Types of Oxygen Concentrators

  • Continuous flow oxygen concentrator will provide the same flow of oxygen every minute unless it is turned off irrespective of whether patient is breathing it in or not.
  • Pulse dose oxygen concentrator detects breathing pattern and dispenses oxygen when it detects inhalation.
  • The oxygen dispensed per minute will vary in second case.

Oxygen Saturation

  • Oxygen level is measured by oxygen saturation, known as SpO2, which is a measure of the amount of oxygen-carrying haemoglobin in the blood.
  • A healthy individual will have an arterial oxygen saturation of 95% – 100%.
  • WHO – If the oxygen saturation is 94% or lower, the patient needs to be treated quickly. A saturation of less than 90% is a clinical emergency.

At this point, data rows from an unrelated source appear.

//! Data models for stored data.

use serde::{Deserialize, Serialize};
use time::OffsetDateTime;

use cgm_types::Sensor;

/// The paired sensor as stored.
#[derive(Debug, Clone, PartialEq, Serialize, Deserialize)]
pub struct StoredSensor {
    pub sensor: Sensor,
    /// Last unlock counter value used with this sensor.
    pub unlock_count: u32,
    /// When the row was last written.
    #[serde(with = "time::serde::rfc3339")]
    pub updated_at: OffsetDateTime,
}

/// Summary of sensor glucose values over a period.
#[derive(Debug, Clone, Default, PartialEq, Serialize, Deserialize)]
pub struct GlucoseStats {
    /// Number of values with a number.
    pub count: u64,
    /// Number of faulted samples.
    pub faulted: u64,
    pub min: Option<i32>,
    pub max: Option<i32>,
    pub mean: Option<f64>,
    /// Share of values within the target range, as a percentage.
    pub time_in_range: Option<f64>,
    #[serde(with = "time::serde::rfc3339::option")]
    pub first: Option<OffsetDateTime>,
    #[serde(with = "time::serde::rfc3339::option")]
    pub last: Option<OffsetDateTime>,
}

Union Ministry of Health A patient with oxygen concentration less than or equal to 93% requires hospital admission, while those with below 90% is classified as a severe disease, requires admission in ICU. 

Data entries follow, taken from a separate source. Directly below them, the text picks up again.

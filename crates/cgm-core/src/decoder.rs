//! Telemetry frame decryption and parsing.
//!
//! A complete frame from the [`FrameReassembler`](crate::FrameReassembler)
//! is decrypted with a key derived from the sensor UID, checked against its
//! embedded CRC, and parsed into trend and history samples.
//!
//! # Decrypted layout
//!
//! | Offset | Size | Field |
//! |--------|------|-------|
//! | 0 | 28 | 7 trend samples, most-recent-first |
//! | 28 | 12 | 3 history samples, oldest-first |
//! | 40 | 2 | sensor age in minutes (u16 LE) |
//! | 42 | 2 | reserved |
//! | 44 | 2 | CRC-16/IBM-3740 of bytes 0..44 (LE) |
//!
//! Each sample is two little-endian words: `word0 & 0x3FFF` is the raw
//! glucose value and bit 15 flags a fault; `word1 & 0x3FFF` is the raw
//! temperature, or the fault code when the sample is flagged.

use std::collections::BTreeMap;
use std::fmt;
use std::sync::Arc;

use aes::Aes128;
use aes::cipher::{BlockEncrypt, KeyInit, generic_array::GenericArray};
use crc::{CRC_16_IBM_3740, Crc};
use time::{Duration, OffsetDateTime};

use cgm_types::{
    ParseError, RawReading, SENSOR_UID_LEN, SampleQuality, Sensor, SensorState, round_to_minute,
};

use crate::error::{Error, Result};
use crate::reassembler::FRAME_SIZE;

const CRC16: Crc<u16> = Crc::<u16>::new(&CRC_16_IBM_3740);

/// Salt mixed into the UID to form the AES key.
const KEY_SALT: [u8; 16] = [
    0x4C, 0x1B, 0x9E, 0x03, 0xA7, 0x52, 0xD8, 0x6F, 0x31, 0xC4, 0x0A, 0xE9, 0x76, 0x2D, 0xB5, 0x88,
];

/// Minutes before the frame age at which each trend sample was taken.
pub const TREND_OFFSETS: [u32; 7] = [0, 2, 4, 6, 7, 12, 15];

/// Number of history samples per frame.
pub const HISTORY_LEN: usize = 3;

/// Spacing of history samples in minutes.
pub const HISTORY_INTERVAL: u32 = 15;

const SAMPLE_LEN: usize = 4;
const HISTORY_OFFSET: usize = TREND_OFFSETS.len() * SAMPLE_LEN;
const AGE_OFFSET: usize = HISTORY_OFFSET + HISTORY_LEN * SAMPLE_LEN;
const CRC_OFFSET: usize = AGE_OFFSET + 4;

const FAULT_FLAG: u16 = 0x8000;
const VALUE_MASK: u16 = 0x3FFF;

/// Build the AES key for a sensor.
pub(crate) fn sensor_cipher(uid: &[u8; SENSOR_UID_LEN]) -> Aes128 {
    let mut key = KEY_SALT;
    for (i, byte) in key.iter_mut().enumerate() {
        *byte ^= uid[i % SENSOR_UID_LEN];
    }
    Aes128::new(GenericArray::from_slice(&key))
}

/// Decrypt/encrypt capability for telemetry frames.
///
/// Keyed by sensor identity: a wrong UID or a corrupted frame must yield
/// [`Error::Decrypt`].
pub trait TelemetryCipher: Send + Sync + fmt::Debug {
    /// Decrypt and verify a frame.
    fn decrypt(&self, uid: &[u8], frame: &[u8]) -> Result<Vec<u8>>;

    /// Encrypt a plaintext frame (already carrying its CRC).
    fn encrypt(&self, uid: &[u8], plaintext: &[u8]) -> Result<Vec<u8>>;
}

/// AES-128 counter-mode cipher keyed by the sensor UID, with CRC check.
#[derive(Debug, Clone, Copy, Default)]
pub struct KeyedStreamCipher;

impl KeyedStreamCipher {
    fn apply_keystream(uid: &[u8], data: &[u8]) -> Result<Vec<u8>> {
        let uid: &[u8; SENSOR_UID_LEN] = uid.try_into().map_err(|_| {
            Error::decrypt(format!(
                "sensor UID must be {} bytes, got {}",
                SENSOR_UID_LEN,
                uid.len()
            ))
        })?;
        if data.len() != FRAME_SIZE {
            return Err(Error::decrypt(format!(
                "frame must be {} bytes, got {}",
                FRAME_SIZE,
                data.len()
            )));
        }

        let cipher = sensor_cipher(uid);
        let mut out = data.to_vec();
        for (block_index, chunk) in out.chunks_mut(16).enumerate() {
            let mut counter = [0u8; 16];
            counter[..SENSOR_UID_LEN].copy_from_slice(uid);
            counter[SENSOR_UID_LEN..SENSOR_UID_LEN + 4]
                .copy_from_slice(&(block_index as u32).to_le_bytes());
            let mut block = GenericArray::clone_from_slice(&counter);
            cipher.encrypt_block(&mut block);
            for (byte, key) in chunk.iter_mut().zip(block.iter()) {
                *byte ^= key;
            }
        }
        Ok(out)
    }
}

impl TelemetryCipher for KeyedStreamCipher {
    fn decrypt(&self, uid: &[u8], frame: &[u8]) -> Result<Vec<u8>> {
        let plain = Self::apply_keystream(uid, frame)?;
        let stored = u16::from_le_bytes([plain[CRC_OFFSET], plain[CRC_OFFSET + 1]]);
        let computed = CRC16.checksum(&plain[..CRC_OFFSET]);
        if stored != computed {
            return Err(Error::decrypt(format!(
                "CRC mismatch: frame {:#06X}, computed {:#06X}",
                stored, computed
            )));
        }
        Ok(plain)
    }

    fn encrypt(&self, uid: &[u8], plaintext: &[u8]) -> Result<Vec<u8>> {
        Self::apply_keystream(uid, plaintext)
    }
}

/// One sample as laid out on the wire.
#[derive(Debug, Clone, Copy, PartialEq, Eq, Default)]
pub struct WireSample {
    pub raw_glucose: u16,
    pub raw_temperature: u16,
    /// Fault reported by the sensor; the raw values are ignored when set.
    pub fault: Option<SampleQuality>,
}

impl WireSample {
    #[must_use]
    pub fn valid(raw_glucose: u16, raw_temperature: u16) -> Self {
        Self {
            raw_glucose: raw_glucose & VALUE_MASK,
            raw_temperature: raw_temperature & VALUE_MASK,
            fault: None,
        }
    }

    #[must_use]
    pub fn faulted(quality: SampleQuality) -> Self {
        Self {
            fault: Some(quality),
            ..Self::default()
        }
    }

    fn from_bytes(bytes: &[u8]) -> Self {
        let word0 = u16::from_le_bytes([bytes[0], bytes[1]]);
        let word1 = u16::from_le_bytes([bytes[2], bytes[3]]);
        if word0 & FAULT_FLAG != 0 {
            Self {
                raw_glucose: 0,
                raw_temperature: 0,
                fault: Some(SampleQuality::from_code(word1)),
            }
        } else {
            Self::valid(word0, word1)
        }
    }

    fn to_bytes(self) -> [u8; SAMPLE_LEN] {
        let (word0, word1) = match self.fault {
            Some(quality) => (FAULT_FLAG, quality.code()),
            None => (self.raw_glucose & VALUE_MASK, self.raw_temperature & VALUE_MASK),
        };
        let mut out = [0u8; SAMPLE_LEN];
        out[..2].copy_from_slice(&word0.to_le_bytes());
        out[2..].copy_from_slice(&word1.to_le_bytes());
        out
    }

    fn into_reading(self, timestamp: OffsetDateTime) -> RawReading {
        match self.fault {
            Some(quality) => RawReading::faulted(timestamp, quality),
            None => RawReading::valid(
                timestamp,
                f64::from(self.raw_glucose),
                Some(f64::from(self.raw_temperature)),
            ),
        }
    }
}

/// Build a plaintext frame with a valid CRC.
///
/// Ages above `u16::MAX` saturate.
#[must_use]
pub fn encode_frame(
    age: u32,
    trend: &[WireSample; TREND_OFFSETS.len()],
    history: &[WireSample; HISTORY_LEN],
) -> [u8; FRAME_SIZE] {
    let mut frame = [0u8; FRAME_SIZE];
    for (i, sample) in trend.iter().chain(history.iter()).enumerate() {
        frame[i * SAMPLE_LEN..(i + 1) * SAMPLE_LEN].copy_from_slice(&sample.to_bytes());
    }
    let age = u16::try_from(age).unwrap_or(u16::MAX);
    frame[AGE_OFFSET..AGE_OFFSET + 2].copy_from_slice(&age.to_le_bytes());
    let crc = CRC16.checksum(&frame[..CRC_OFFSET]);
    frame[CRC_OFFSET..].copy_from_slice(&crc.to_le_bytes());
    frame
}

/// Age of the newest history sample in a frame of the given age.
#[must_use]
pub fn history_anchor(age: u32) -> u32 {
    (age.saturating_sub(3) / HISTORY_INTERVAL) * HISTORY_INTERVAL
}

/// Parsed content of one telemetry frame.
#[derive(Debug, Clone, PartialEq)]
pub struct DecodedFrame {
    /// Sensor age in minutes.
    pub age: u32,
    /// Most-recent-first trend samples.
    pub trend: Vec<RawReading>,
    /// Oldest-first history samples.
    pub history: Vec<RawReading>,
}

impl DecodedFrame {
    /// Trend and history merged into one ascending sequence.
    ///
    /// Samples falling on the same minute are coalesced; the trend sample
    /// wins.
    #[must_use]
    pub fn readings(&self) -> Vec<RawReading> {
        let mut by_minute = BTreeMap::new();
        for reading in self.history.iter().chain(self.trend.iter()) {
            by_minute.insert(reading.timestamp, *reading);
        }
        by_minute.into_values().collect()
    }
}

/// Decrypts and parses frames for one sensor.
#[derive(Debug, Clone)]
pub struct TelemetryDecoder {
    cipher: Arc<dyn TelemetryCipher>,
}

impl TelemetryDecoder {
    pub fn new(cipher: Arc<dyn TelemetryCipher>) -> Self {
        Self { cipher }
    }

    /// Decrypt a complete frame.
    pub fn decrypt(&self, uid: &[u8], frame: &[u8]) -> Result<Vec<u8>> {
        self.cipher.decrypt(uid, frame)
    }

    /// Parse a decrypted frame received at `now`.
    ///
    /// Samples whose age would precede sensor start are skipped.
    pub fn parse(&self, decrypted: &[u8], now: OffsetDateTime) -> Result<DecodedFrame> {
        if decrypted.len() < CRC_OFFSET {
            return Err(ParseError::InsufficientBytes {
                expected: CRC_OFFSET,
                actual: decrypted.len(),
            }
            .into());
        }

        let age = u32::from(u16::from_le_bytes([
            decrypted[AGE_OFFSET],
            decrypted[AGE_OFFSET + 1],
        ]));
        let now = round_to_minute(now);
        let at_age = |sample_age: u32| now - Duration::minutes(i64::from(age - sample_age));

        let trend = TREND_OFFSETS
            .iter()
            .enumerate()
            .filter(|(_, offset)| **offset <= age)
            .map(|(i, offset)| {
                let bytes = &decrypted[i * SAMPLE_LEN..(i + 1) * SAMPLE_LEN];
                WireSample::from_bytes(bytes).into_reading(at_age(age - offset))
            })
            .collect();

        let anchor = history_anchor(age);
        let history = (0..HISTORY_LEN)
            .filter_map(|i| {
                let back = (HISTORY_LEN - 1 - i) as u32 * HISTORY_INTERVAL;
                let sample_age = anchor.checked_sub(back)?;
                let start = HISTORY_OFFSET + i * SAMPLE_LEN;
                let bytes = &decrypted[start..start + SAMPLE_LEN];
                Some(WireSample::from_bytes(bytes).into_reading(at_age(sample_age)))
            })
            .collect();

        Ok(DecodedFrame {
            age,
            trend,
            history,
        })
    }

    /// Decrypt then parse.
    pub fn decode(&self, uid: &[u8], frame: &[u8], now: OffsetDateTime) -> Result<DecodedFrame> {
        let decrypted = self.decrypt(uid, frame)?;
        self.parse(&decrypted, now)
    }

    /// Lifecycle state for a sensor reporting `age`.
    #[must_use]
    pub fn derive_state(sensor: &Sensor, age: u32) -> SensorState {
        sensor.state_for_age(age)
    }
}

impl Default for TelemetryDecoder {
    fn default() -> Self {
        Self::new(Arc::new(KeyedStreamCipher))
    }
}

Covid – A Vascular Disease

  • A new study shows that the SARS-CoV-2’s spike proteins, not only help the virus infect its host by latching on to healthy cells, but also play a key role in the disease itself.
  • It explained that Covid-19 is not only a respiratory disease, but also a vascular disease by demonstrating how the virus damages and attacks the vascular system (comprising the blood vessels) on a cellular level.
  • The findings help explain Covid-19’s wide variety of seemingly unconnected complications, and could open the door for new research into more effective therapies.
  • The exposure of healthy endothelial cells (which line arteries of heart) to the spike protein showed that the spike protein damaged the cells by binding ACE2 (a human protein).
  • This binding disrupted ACE2’s molecular signalling to mitochondria (organelles that generate energy for cells), causing the mitochondria to become damaged and fragmented.

CT Scan for Covid

  • Several Covid positive patients with mild to moderate Covid symptoms, and some with negative RT-PCR reports but Covid symptoms are making a beeline for CT scans (who actually need not take CT scan).
  • Working -Computed Tomography (CT) scan is a combination of multiple X-rays and a computer process to create a picture of the body or any part of the body.
  • Chest CT is a routine imaging tool for pneumonia diagnosis. Compared to RT-PCR, chest CT imaging is more reliable, sensitive and rapid method to diagnose and assess COVID-19.
  • Recommendation – Doctors said that Covid patients with worsening condition in home isolation or in hospital with critical condition are cases recommended for CT scan to detect the infection level.
  • If a patient’s oxygen level is going down below 95 during home quarantine or his health is not improving even after a week after coming Covid positive then such patients should get their CT scan done.
  • If Covid patient is in home isolation are doing well then they should only monitor their oxygen level 5-6 times in a day through a pulse oximeter and if oxygen level is above 96 than he should not panic.
  • If a patient is showing mild or moderate symptoms and his report is false negative must home quarantine and keep a tab on the oxygen level.